%%

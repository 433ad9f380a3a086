// BufferPool - lock-free buffer pool with dual SPSC queues
//
// Object pool built from two lock-free SPSC ring buffers so the recording
// callback never allocates. The writer thread owns the file; the callback only
// moves pre-allocated buffers around.
//
// Buffer flow:
// 1. Audio thread pops an empty buffer from POOL_QUEUE
// 2. Audio thread copies captured frames into it
// 3. Audio thread pushes the filled buffer to DATA_QUEUE
// 4. Writer thread pops the filled buffer and appends it to the WAV file
// 5. Writer thread clears the buffer and pushes it back to POOL_QUEUE

use rtrb::{Consumer, Producer};

pub const DEFAULT_BUFFER_COUNT: usize = 64;
pub const DEFAULT_BUFFER_SIZE: usize = 2048;

/// Audio buffer type - pre-allocated vector of f32 samples
pub type AudioBuffer = Vec<f32>;

/// All four queue endpoints, before they are handed to their threads
pub struct BufferPoolChannels {
    /// Producer for sending filled audio buffers to the writer thread
    pub data_producer: Producer<AudioBuffer>,
    /// Consumer for receiving filled audio buffers in the writer thread
    pub data_consumer: Consumer<AudioBuffer>,
    /// Producer for returning empty buffers from the writer thread
    pub pool_producer: Producer<AudioBuffer>,
    /// Consumer for retrieving empty buffers in the audio thread
    pub pool_consumer: Consumer<AudioBuffer>,
}

/// Endpoints owned by the audio callback
pub struct AudioThreadChannels {
    pub data_producer: Producer<AudioBuffer>,
    pub pool_consumer: Consumer<AudioBuffer>,
}

/// Endpoints owned by the writer thread
pub struct WriterThreadChannels {
    pub data_consumer: Consumer<AudioBuffer>,
    pub pool_producer: Producer<AudioBuffer>,
}

impl BufferPoolChannels {
    pub fn split(self) -> (AudioThreadChannels, WriterThreadChannels) {
        (
            AudioThreadChannels {
                data_producer: self.data_producer,
                pool_consumer: self.pool_consumer,
            },
            WriterThreadChannels {
                data_consumer: self.data_consumer,
                pool_producer: self.pool_producer,
            },
        )
    }
}

/// Lock-free buffer pool using dual SPSC ring buffers
///
/// Both queues have room for every buffer, so a push onto either queue can
/// only fail if a buffer was fabricated outside the pool.
pub struct BufferPool;

impl BufferPool {
    /// Create a new BufferPool with `buffer_count` empty buffers of
    /// `buffer_size` frames capacity each
    ///
    /// # Panics
    /// Panics if buffer_count is 0 or buffer_size is 0
    #[allow(clippy::new_ret_no_self)]
    pub fn new(buffer_count: usize, buffer_size: usize) -> BufferPoolChannels {
        assert!(buffer_count > 0, "buffer_count must be greater than 0");
        assert!(buffer_size > 0, "buffer_size must be greater than 0");

        let (mut pool_producer, pool_consumer) = rtrb::RingBuffer::new(buffer_count);
        let (data_producer, data_consumer) = rtrb::RingBuffer::new(buffer_count);

        for _ in 0..buffer_count {
            let buffer: AudioBuffer = Vec::with_capacity(buffer_size);
            pool_producer
                .push(buffer)
                .expect("pool queue sized for every buffer");
        }

        BufferPoolChannels {
            data_producer,
            data_consumer,
            pool_producer,
            pool_consumer,
        }
    }
}
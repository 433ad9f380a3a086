// Build script for the native recording library
//
// Oboe is a C++ library; Android builds must link against libc++_shared so
// symbols like __cxa_pure_virtual resolve correctly on all ABIs (arm/x86).

fn main() {
    println!("cargo:rerun-if-changed=src/jni_bridge.rs");

    if std::env::var("CARGO_CFG_TARGET_OS").as_deref() == Ok("android") {
        println!("cargo:rustc-link-lib=c++_shared");
    }
}
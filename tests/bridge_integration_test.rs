//! Integration tests for the recorder bridge
//!
//! These tests drive the bridge exactly as the JNI exports do, against a
//! StubRecorder, covering:
//! - The identification string
//! - Verbatim forwarding of start/stop to the injected recorder
//! - Failure reporting (return value, last error, events)
//!
//! No audio hardware is required.

use std::path::PathBuf;
use std::sync::Arc;

use testoboe::error::RecorderErrorCodes;
use testoboe::events::{BridgeOperation, RecorderEvent};
use testoboe::recorder::{RecorderCall, StubRecorder};
use testoboe::{
    ErrorCode, InputPreset, PerformanceMode, Recorder, RecorderBridge, RecorderConfig,
    RecorderError,
};

fn bridge_with_stub(stub: &Arc<StubRecorder>) -> RecorderBridge {
    RecorderBridge::new(stub.clone(), RecorderConfig::default())
}

#[test]
fn test_identify_returns_fixed_string() {
    let stub = Arc::new(StubRecorder::new());
    let bridge = bridge_with_stub(&stub);

    assert_eq!(bridge.identify(), "Oboe tester");
    assert_eq!(bridge.identify(), bridge.identify());
    assert!(stub.calls().is_empty());
}

#[test]
fn test_start_forwards_path_and_rate_verbatim() {
    let stub = Arc::new(StubRecorder::new());
    let bridge = bridge_with_stub(&stub);

    bridge
        .start_recording("/sdcard/Music/x.wav", 48000)
        .expect("start should succeed");

    let requests = stub.start_requests();
    assert_eq!(requests.len(), 1);
    assert_eq!(requests[0].path, PathBuf::from("/sdcard/Music/x.wav"));
    assert_eq!(requests[0].sample_rate, 48000);
    assert_eq!(requests[0].input_preset, InputPreset::Unprocessed);
    assert_eq!(requests[0].performance_mode, PerformanceMode::LowLatency);
    assert!(bridge.is_recording());
}

#[test]
fn test_start_forwards_unicode_path_untouched() {
    let stub = Arc::new(StubRecorder::new());
    let bridge = bridge_with_stub(&stub);
    let path = "/sdcard/Music/My Recordings/café 録音 ñ.wav";

    bridge.start_recording(path, 22050).unwrap();

    let request = &stub.start_requests()[0];
    assert_eq!(request.path, PathBuf::from(path));
    assert_eq!(request.path.to_str(), Some(path));
    assert_eq!(request.sample_rate, 22050);
}

#[test]
fn test_undecodable_start_is_reported() {
    let stub = Arc::new(StubRecorder::new());
    let bridge = bridge_with_stub(&stub);

    let err = RecorderError::InvalidPath {
        reason: "could not decode Java string".to_string(),
    };
    assert!(bridge.reject_start(err.clone()).is_err());

    assert!(stub.calls().is_empty());
    assert_eq!(
        bridge.last_error().map(|e| e.code()),
        Some(RecorderErrorCodes::INVALID_PATH)
    );
    assert_eq!(bridge.last_error().map(|e| e.message()), Some(err.message()));
}

#[test]
fn test_start_with_ndk_codes() {
    let stub = Arc::new(StubRecorder::new());
    let bridge = bridge_with_stub(&stub);

    bridge
        .start_recording_with("/sdcard/Music/y.wav", 44100, 6, 11)
        .expect("start should succeed");

    let request = &stub.start_requests()[0];
    assert_eq!(request.sample_rate, 44100);
    assert_eq!(request.input_preset, InputPreset::VoiceRecognition);
    assert_eq!(request.performance_mode, PerformanceMode::PowerSaving);
}

#[test]
fn test_stop_forwards_once_per_call() {
    let stub = Arc::new(StubRecorder::with_frames(48000));
    let bridge = bridge_with_stub(&stub);

    bridge.start_recording("/sdcard/Music/x.wav", 48000).unwrap();
    let summary = bridge.stop_recording().expect("stop should succeed");

    assert_eq!(summary.frames_written, 48000);
    assert_eq!(summary.duration_ms, 1000);
    assert_eq!(
        stub.calls()
            .iter()
            .filter(|call| **call == RecorderCall::Stop)
            .count(),
        1
    );
    assert!(!bridge.is_recording());
}

#[test]
fn test_double_start_forwards_both_calls() {
    let stub = Arc::new(StubRecorder::new());
    let bridge = bridge_with_stub(&stub);

    assert!(bridge.start_recording("/sdcard/Music/a.wav", 48000).is_ok());
    assert_eq!(
        bridge.start_recording("/sdcard/Music/b.wav", 48000),
        Err(RecorderError::AlreadyRecording)
    );

    // The bridge keeps no state of its own; the recorder decides
    assert_eq!(stub.start_requests().len(), 2);
    assert_eq!(stub.start_requests()[1].path, PathBuf::from("/sdcard/Music/b.wav"));
}

#[test]
fn test_stop_without_start_reports_failure() {
    let stub = Arc::new(StubRecorder::new());
    let bridge = bridge_with_stub(&stub);

    let result = bridge.stop_recording();
    assert_eq!(result, Err(RecorderError::NotRecording));
    assert_eq!(stub.calls(), vec![RecorderCall::Stop]);
    assert_eq!(
        bridge.last_error().map(|err| err.code()),
        Some(RecorderError::NotRecording.code())
    );
}

#[test]
fn test_recorder_failure_is_surfaced() {
    let stub = Arc::new(StubRecorder::new());
    let bridge = bridge_with_stub(&stub);
    let err = RecorderError::StreamOpenFailed {
        reason: "device busy".to_string(),
    };
    stub.fail_next_start(err.clone());

    assert_eq!(
        bridge.start_recording("/sdcard/Music/x.wav", 48000),
        Err(err.clone())
    );
    assert_eq!(bridge.last_error(), Some(err));

    // Next success clears the error
    bridge.start_recording("/sdcard/Music/x.wav", 48000).unwrap();
    assert_eq!(bridge.last_error(), None);
}

#[test]
fn test_bridge_uses_injected_instance() {
    let stub = Arc::new(StubRecorder::new());
    let bridge = bridge_with_stub(&stub);

    assert!(std::ptr::addr_eq(
        Arc::as_ptr(bridge.recorder()),
        Arc::as_ptr(&stub)
    ));

    bridge.start_recording("/sdcard/Music/a.wav", 48000).unwrap();
    bridge.stop_recording().unwrap();
    bridge.start_recording("/sdcard/Music/b.wav", 48000).unwrap();
    bridge.stop_recording().unwrap();

    assert_eq!(stub.calls().len(), 4);
    assert!(!stub.is_recording());
}

#[test]
fn test_lifecycle_events() {
    let stub = Arc::new(StubRecorder::with_frames(4800));
    let bridge = bridge_with_stub(&stub);
    let mut rx = bridge.subscribe();

    bridge.start_recording("/sdcard/Music/x.wav", 48000).unwrap();
    bridge.stop_recording().unwrap();
    let _ = bridge.stop_recording();

    match rx.try_recv() {
        Ok(RecorderEvent::Started { path, sample_rate }) => {
            assert_eq!(path, PathBuf::from("/sdcard/Music/x.wav"));
            assert_eq!(sample_rate, 48000);
        }
        other => panic!("expected Started, got {:?}", other),
    }
    match rx.try_recv() {
        Ok(RecorderEvent::Stopped { summary }) => assert_eq!(summary.duration_ms, 100),
        other => panic!("expected Stopped, got {:?}", other),
    }
    match rx.try_recv() {
        Ok(RecorderEvent::Failed {
            operation, code, ..
        }) => {
            assert_eq!(operation, BridgeOperation::Stop);
            assert_eq!(code, RecorderError::NotRecording.code());
        }
        other => panic!("expected Failed, got {:?}", other),
    }
}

%%

> _EXERCISE_:
Repeat the entries above exactly, from the first line through the line containing "the callback only".

> _THE COMPLETED TASK_:
repository 433ad9f380a3a086
// BufferPool - lock-free buffer pool with dual SPSC queues
//
// Object pool built from two lock-free SPSC ring buffers so the recording
// callback never allocates. The writer thread owns the file; the callback only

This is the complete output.